## Required work:
Retype each entry below precisely as it reads.

━━ Records for the task

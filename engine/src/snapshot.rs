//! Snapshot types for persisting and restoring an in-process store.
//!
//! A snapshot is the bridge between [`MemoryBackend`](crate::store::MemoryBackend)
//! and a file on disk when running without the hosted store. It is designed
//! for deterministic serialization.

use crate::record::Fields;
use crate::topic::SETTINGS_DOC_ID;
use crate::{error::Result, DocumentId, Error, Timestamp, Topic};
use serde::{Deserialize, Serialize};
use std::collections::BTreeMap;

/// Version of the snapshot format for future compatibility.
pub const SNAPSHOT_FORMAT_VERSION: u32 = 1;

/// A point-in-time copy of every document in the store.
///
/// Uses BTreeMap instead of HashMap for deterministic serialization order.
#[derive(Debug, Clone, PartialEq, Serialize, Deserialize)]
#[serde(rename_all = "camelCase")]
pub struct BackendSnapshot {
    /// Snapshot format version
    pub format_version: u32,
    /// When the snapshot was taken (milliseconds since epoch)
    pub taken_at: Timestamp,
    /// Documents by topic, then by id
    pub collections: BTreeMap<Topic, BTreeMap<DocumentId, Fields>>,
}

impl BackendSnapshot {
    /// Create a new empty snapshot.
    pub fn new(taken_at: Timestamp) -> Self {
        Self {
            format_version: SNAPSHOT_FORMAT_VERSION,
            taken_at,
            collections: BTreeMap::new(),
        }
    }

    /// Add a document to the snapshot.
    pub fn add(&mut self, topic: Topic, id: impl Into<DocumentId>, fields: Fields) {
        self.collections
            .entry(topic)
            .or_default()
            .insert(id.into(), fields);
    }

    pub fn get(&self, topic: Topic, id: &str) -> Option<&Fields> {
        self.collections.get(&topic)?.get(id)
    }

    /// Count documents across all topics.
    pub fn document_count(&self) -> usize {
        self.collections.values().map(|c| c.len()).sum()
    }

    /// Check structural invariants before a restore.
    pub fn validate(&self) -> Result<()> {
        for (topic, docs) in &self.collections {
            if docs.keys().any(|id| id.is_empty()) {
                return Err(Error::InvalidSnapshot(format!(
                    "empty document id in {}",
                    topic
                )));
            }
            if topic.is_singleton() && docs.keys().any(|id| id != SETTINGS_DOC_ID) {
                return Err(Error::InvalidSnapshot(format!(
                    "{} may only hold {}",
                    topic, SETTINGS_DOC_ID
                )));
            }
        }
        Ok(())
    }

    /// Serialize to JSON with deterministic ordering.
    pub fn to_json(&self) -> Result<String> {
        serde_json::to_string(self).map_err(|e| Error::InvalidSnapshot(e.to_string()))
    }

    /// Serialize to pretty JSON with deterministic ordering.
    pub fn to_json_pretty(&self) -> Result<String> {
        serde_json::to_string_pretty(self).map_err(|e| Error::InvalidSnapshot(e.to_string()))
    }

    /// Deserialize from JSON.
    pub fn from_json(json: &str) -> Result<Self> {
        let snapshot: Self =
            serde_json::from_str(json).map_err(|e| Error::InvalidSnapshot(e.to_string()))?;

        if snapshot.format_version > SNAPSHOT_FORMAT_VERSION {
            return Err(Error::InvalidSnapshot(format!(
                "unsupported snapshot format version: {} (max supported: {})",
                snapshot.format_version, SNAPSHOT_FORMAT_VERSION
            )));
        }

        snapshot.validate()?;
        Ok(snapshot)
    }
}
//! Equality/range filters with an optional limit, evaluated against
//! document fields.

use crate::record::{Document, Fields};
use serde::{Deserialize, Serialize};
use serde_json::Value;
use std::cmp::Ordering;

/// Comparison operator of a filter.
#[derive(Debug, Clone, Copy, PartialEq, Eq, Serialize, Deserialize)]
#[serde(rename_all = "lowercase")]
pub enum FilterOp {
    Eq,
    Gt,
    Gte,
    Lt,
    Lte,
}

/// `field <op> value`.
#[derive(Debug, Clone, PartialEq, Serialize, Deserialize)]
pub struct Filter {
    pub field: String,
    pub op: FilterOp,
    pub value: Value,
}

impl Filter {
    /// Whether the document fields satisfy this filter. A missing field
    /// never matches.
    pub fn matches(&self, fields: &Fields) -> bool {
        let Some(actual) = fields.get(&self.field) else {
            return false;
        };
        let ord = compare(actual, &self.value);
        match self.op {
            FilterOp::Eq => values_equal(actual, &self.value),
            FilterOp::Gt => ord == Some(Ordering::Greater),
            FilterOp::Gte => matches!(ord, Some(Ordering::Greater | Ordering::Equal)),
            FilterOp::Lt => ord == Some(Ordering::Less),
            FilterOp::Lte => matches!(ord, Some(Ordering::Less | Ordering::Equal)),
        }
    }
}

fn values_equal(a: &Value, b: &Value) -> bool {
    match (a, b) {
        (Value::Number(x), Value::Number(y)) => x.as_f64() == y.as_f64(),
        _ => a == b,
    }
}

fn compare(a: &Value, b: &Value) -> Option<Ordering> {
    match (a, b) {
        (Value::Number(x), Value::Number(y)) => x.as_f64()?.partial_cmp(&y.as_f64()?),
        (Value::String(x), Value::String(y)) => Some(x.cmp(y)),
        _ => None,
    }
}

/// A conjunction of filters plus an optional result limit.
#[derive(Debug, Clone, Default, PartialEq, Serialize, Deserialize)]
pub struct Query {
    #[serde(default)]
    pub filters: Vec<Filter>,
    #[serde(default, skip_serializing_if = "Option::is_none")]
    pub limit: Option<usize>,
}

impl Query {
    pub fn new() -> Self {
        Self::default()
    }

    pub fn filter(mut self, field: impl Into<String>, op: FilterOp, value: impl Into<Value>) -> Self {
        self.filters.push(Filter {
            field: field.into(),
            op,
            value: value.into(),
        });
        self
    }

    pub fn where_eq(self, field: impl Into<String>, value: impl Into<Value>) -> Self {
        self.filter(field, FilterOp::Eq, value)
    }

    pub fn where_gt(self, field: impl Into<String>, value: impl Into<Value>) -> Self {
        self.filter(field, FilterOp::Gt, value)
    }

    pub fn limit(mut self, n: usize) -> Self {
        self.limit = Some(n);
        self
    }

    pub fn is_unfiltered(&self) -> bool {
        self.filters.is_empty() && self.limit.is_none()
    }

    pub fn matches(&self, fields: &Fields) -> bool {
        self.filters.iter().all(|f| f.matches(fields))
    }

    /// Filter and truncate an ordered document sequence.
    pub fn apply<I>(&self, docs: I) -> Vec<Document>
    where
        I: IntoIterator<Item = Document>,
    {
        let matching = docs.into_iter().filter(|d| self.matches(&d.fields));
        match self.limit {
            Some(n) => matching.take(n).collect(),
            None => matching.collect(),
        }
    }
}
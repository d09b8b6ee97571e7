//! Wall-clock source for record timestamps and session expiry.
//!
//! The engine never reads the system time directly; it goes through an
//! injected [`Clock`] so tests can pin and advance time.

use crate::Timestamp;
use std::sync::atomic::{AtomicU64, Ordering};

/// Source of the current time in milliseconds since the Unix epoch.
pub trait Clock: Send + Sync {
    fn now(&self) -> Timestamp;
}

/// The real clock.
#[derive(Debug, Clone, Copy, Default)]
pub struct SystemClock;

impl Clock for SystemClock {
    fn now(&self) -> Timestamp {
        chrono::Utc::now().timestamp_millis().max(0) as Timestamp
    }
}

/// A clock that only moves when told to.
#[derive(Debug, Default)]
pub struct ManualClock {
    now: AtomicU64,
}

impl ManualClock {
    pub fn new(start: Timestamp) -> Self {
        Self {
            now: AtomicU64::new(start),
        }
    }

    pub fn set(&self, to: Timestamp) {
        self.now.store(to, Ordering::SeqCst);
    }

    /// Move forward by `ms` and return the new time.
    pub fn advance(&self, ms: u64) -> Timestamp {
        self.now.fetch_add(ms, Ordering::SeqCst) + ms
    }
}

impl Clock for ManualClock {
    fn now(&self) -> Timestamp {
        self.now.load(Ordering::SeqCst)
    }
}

━━━━

## Answer to this task:
filename engine/src/snapshot.rs
//! Snapshot types for persisting and restoring an in-process store.
//!
//! A snapshot is the bridge between [`MemoryBackend`](crate::store::MemoryBackend)
//! and a file on disk when running without the hosted store. It is designed
//! for deterministic serialization.

use crate::record::Fields;
use crate::topic::SETTINGS_DOC_ID;
use crate::{error::Result, DocumentId, Error, Timestamp, Topic};
use serde::{Deserialize, Serialize};
use std::collections::BTreeMap;

/// Version of the snapshot format for future compatibility.
pub const SNAPSHOT_FORMAT_VERSION: u32 = 1;

/// A point-in-time copy of every document in the store.
///
/// Uses BTreeMap instead of HashMap for deterministic serialization order.
#[derive(Debug, Clone, PartialEq, Serialize, Deserialize)]
#[serde(rename_all = "camelCase")]
pub struct BackendSnapshot {
    /// Snapshot format version
    pub format_version: u32,
    /// When the snapshot was taken (milliseconds since epoch)
    pub taken_at: Timestamp,
    /// Documents by topic, then by id
    pub collections: BTreeMap<Topic, BTreeMap<DocumentId, Fields>>,
}

impl BackendSnapshot {
    /// Create a new empty snapshot.
    pub fn new(taken_at: Timestamp) -> Self {
        Self {
            format_version: SNAPSHOT_FORMAT_VERSION,
            taken_at,
            collections: BTreeMap::new(),
        }
    }

    /// Add a document to the snapshot.
    pub fn add(&mut self, topic: Topic, id: impl Into<DocumentId>, fields: Fields) {
        self.collections
            .entry(topic)
            .or_default()
            .insert(id.into(), fields);
    }

    pub fn get(&self, topic: Topic, id: &str) -> Option<&Fields> {
        self.collections.get(&topic)?.get(id)
    }

    /// Count documents across all topics.
    pub fn document_count(&self) -> usize {
        self.collections.values().map(|c| c.len()).sum()
    }

    /// Check structural invariants before a restore.
    pub fn validate(&self) -> Result<()> {
        for (topic, docs) in &self.collections {
            if docs.keys().any(|id| id.is_empty()) {
                return Err(Error::InvalidSnapshot(format!(
                    "empty document id in {}",
                    topic
                )));
            }
            if topic.is_singleton() && docs.keys().any(|id| id != SETTINGS_DOC_ID) {
                return Err(Error::InvalidSnapshot(format!(
                    "{} may only hold {}",
                    topic, SETTINGS_DOC_ID
                )));
            }
        }
        Ok(())
    }

    /// Serialize to JSON with deterministic ordering.
    pub fn to_json(&self) -> Result<String> {
        serde_json::to_string(self).map_err(|e| Error::InvalidSnapshot(e.to_string()))
    }

    /// Serialize to pretty JSON with deterministic ordering.
    pub fn to_json_pretty(&self) -> Result<String> {
        serde_json::to_string_pretty(self).map_err(|e| Error::InvalidSnapshot(e.to_string()))
    }

    /// Deserialize from JSON.
    pub fn from_json(json: &str) -> Result<Self> {
        let snapshot: Self =
            serde_json::from_str(json).map_err(|e| Error::InvalidSnapshot(e.to_string()))?;

        if snapshot.format_version > SNAPSHOT_FORMAT_VERSION {
            return Err(Error::InvalidSnapshot(format!(
                "unsupported snapshot format version: {} (max supported: {})",
                snapshot.format_version, SNAPSHOT_FORMAT_VERSION
            )));
        }

        snapshot.validate()?;
        Ok(snapshot)
    }
}
//! Equality/range filters with an optional limit, evaluated against
//! document fields.

use crate::record::{Document, Fields};
use serde::{Deserialize, Serialize};
use serde_json::Value;
use std::cmp::Ordering;

/// Comparison operator of a filter.
#[derive(Debug, Clone, Copy, PartialEq, Eq, Serialize, Deserialize)]
#[serde(rename_all = "lowercase")]
pub enum FilterOp {
    Eq,
    Gt,
    Gte,
    Lt,
    Lte,
}

/// `field <op> value`.
#[derive(Debug, Clone, PartialEq, Serialize, Deserialize)]
pub struct Filter {
    pub field: String,
    pub op: FilterOp,
    pub value: Value,
}

impl Filter {
    /// Whether the document fields satisfy this filter. A missing field
    /// never matches.
    pub fn matches(&self, fields: &Fields) -> bool {
        let Some(actual) = fields.get(&self.field) else {
            return false;
        };
        let ord = compare(actual, &self.value);
        match self.op {
            FilterOp::Eq => values_equal(actual, &self.value),
            FilterOp::Gt => ord == Some(Ordering::Greater),
            FilterOp::Gte => matches!(ord, Some(Ordering::Greater | Ordering::Equal)),
            FilterOp::Lt => ord == Some(Ordering::Less),
            FilterOp::Lte => matches!(ord, Some(Ordering::Less | Ordering::Equal)),
        }
    }
}

fn values_equal(a: &Value, b: &Value) -> bool {
    match (a, b) {
        (Value::Number(x), Value::Number(y)) => x.as_f64() == y.as_f64(),
        _ => a == b,
    }
}

fn compare(a: &Value, b: &Value) -> Option<Ordering> {
    match (a, b) {
        (Value::Number(x), Value::Number(y)) => x.as_f64()?.partial_cmp(&y.as_f64()?),
        (Value::String(x), Value::String(y)) => Some(x.cmp(y)),
        _ => None,
    }
}

/// A conjunction of filters plus an optional result limit.
#[derive(Debug, Clone, Default, PartialEq, Serialize, Deserialize)]
pub struct Query {
    #[serde(default)]
    pub filters: Vec<Filter>,
    #[serde(default, skip_serializing_if = "Option::is_none")]
    pub limit: Option<usize>,
}

impl Query {
    pub fn new() -> Self {
        Self::default()
    }

    pub fn filter(mut self, field: impl Into<String>, op: FilterOp, value: impl Into<Value>) -> Self {
        self.filters.push(Filter {
            field: field.into(),
            op,
            value: value.into(),
        });
        self
    }

    pub fn where_eq(self, field: impl Into<String>, value: impl Into<Value>) -> Self {
        self.filter(field, FilterOp::Eq, value)
    }

    pub fn where_gt(self, field: impl Into<String>, value: impl Into<Value>) -> Self {
        self.filter(field, FilterOp::Gt, value)
    }

    pub fn limit(mut self, n: usize) -> Self {
        self.limit = Some(n);
        self
    }

    pub fn is_unfiltered(&self) -> bool {
        self.filters.is_empty() && self.limit.is_none()
    }

    pub fn matches(&self, fields: &Fields) -> bool {
        self.filters.iter().all(|f| f.matches(fields))
    }

    /// Filter and truncate an ordered document sequence.
    pub fn apply<I>(&self, docs: I) -> Vec<Document>
    where
        I: IntoIterator<Item = Document>,
    {
        let matching = docs.into_iter().filter(|d| self.matches(&d.fields));
        match self.limit {
            Some(n) => matching.take(n).collect(),
            None => matching.collect(),
        }
    }
}
repository d09b8b6ee97571e7
//! Wall-clock source for record timestamps and session expiry.
//!
//! The engine never reads the system time directly; it goes through an
//! injected [`Clock`] so tests can pin and advance time.

use crate::Timestamp;
use std::sync::atomic::{AtomicU64, Ordering};

/// Source of the current time in milliseconds since the Unix epoch.
pub trait Clock: Send + Sync {
    fn now(&self) -> Timestamp;
}

/// The real clock.
#[derive(Debug, Clone, Copy, Default)]
pub struct SystemClock;

impl Clock for SystemClock {
    fn now(&self) -> Timestamp {
        chrono::Utc::now().timestamp_millis().max(0) as Timestamp
    }
}

/// A clock that only moves when told to.
#[derive(Debug, Default)]
pub struct ManualClock {
    now: AtomicU64,
}

impl ManualClock {
    pub fn new(start: Timestamp) -> Self {
        Self {
            now: AtomicU64::new(start),
        }
    }

    pub fn set(&self, to: Timestamp) {
        self.now.store(to, Ordering::SeqCst);
    }

    /// Move forward by `ms` and return the new time.
    pub fn advance(&self, ms: u64) -> Timestamp {
        self.now.fetch_add(ms, Ordering::SeqCst) + ms
    }
}

impl Clock for ManualClock {
    fn now(&self) -> Timestamp {
        self.now.load(Ordering::SeqCst)
    }
}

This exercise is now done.